The pressure did not dissipate at kick-off. “No one really wanted the ball and we were just kicking it as far down the other end as possible,” Williams says. “It was going to take a moment of inspiration from someone to get us the win.”

Six minutes from time, Williams, who scored only 16 goals in 174 appearances for Tranmere, met a cross from Ian Muir and headed it into the net from close range to seal a 1-0 win that kept Tranmere up. “The inspiration behind the goal was really Muiry, who was probably the only one of us who didn’t feel nervous, probably because he had such good technique. His run and cross made the goal. I was just in the right place at the right time. The euphoria afterwards was unbelievable. You think you’ve won the World Cup!

“All the players went for beers in Birkenhead with the fans. Players weren’t detached back then. We knew all the fans, lived on the same streets as them, were just like them. And I’ll tell you, there are a lot of good people who will really feel something’s missing if Tranmere go down this season.”

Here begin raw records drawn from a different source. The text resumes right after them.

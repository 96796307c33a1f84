/// Failures raised by vehicle store backends.
///
/// Query methods on [`VehicleStore`](crate::VehicleStore) return
/// `anyhow::Result`; these variants are the typed roots of those chains.
#[derive(Debug, thiserror::Error)]
pub enum StoreError {
    /// The liveness check at startup failed. Fatal for the process.
    #[error("cannot reach the document store at {address}: {reason}")]
    Unreachable { address: String, reason: String },
    /// A result document lacked a field or carried an unexpected type.
    #[error("malformed `{field}` in {query} result")]
    Decode {
        query: &'static str,
        field: &'static str,
    },
    /// The collection holds no vehicle with a brand entry.
    #[error("the vehicle collection is empty")]
    Empty,
    /// Seed data for the in-memory store could not be loaded.
    #[error("cannot load seed data from {path}: {reason}")]
    Seed { path: String, reason: String },
    /// The configured backend was left out of this build.
    #[error("store backend `{0}` is not compiled in")]
    Disabled(&'static str),
}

Williams believes relegation would be all the sadder because it would complicate the plans of Mark Palios, the former Football Association chairman who, along with his wife, Nicola, took charge of Tranmere at the start of this season.

“I think he is the best chairman in all four leagues,” says Williams, who has known Palios since the pair played together at Tranmere in the 1970s.

“He was then what he is now, just a lovely, helpful man. That is what would make it even more upsetting if they went down.

“He genuinely has great plans for the club: a new stand, new training facility, the money in place. All they have to do is stay up this season.”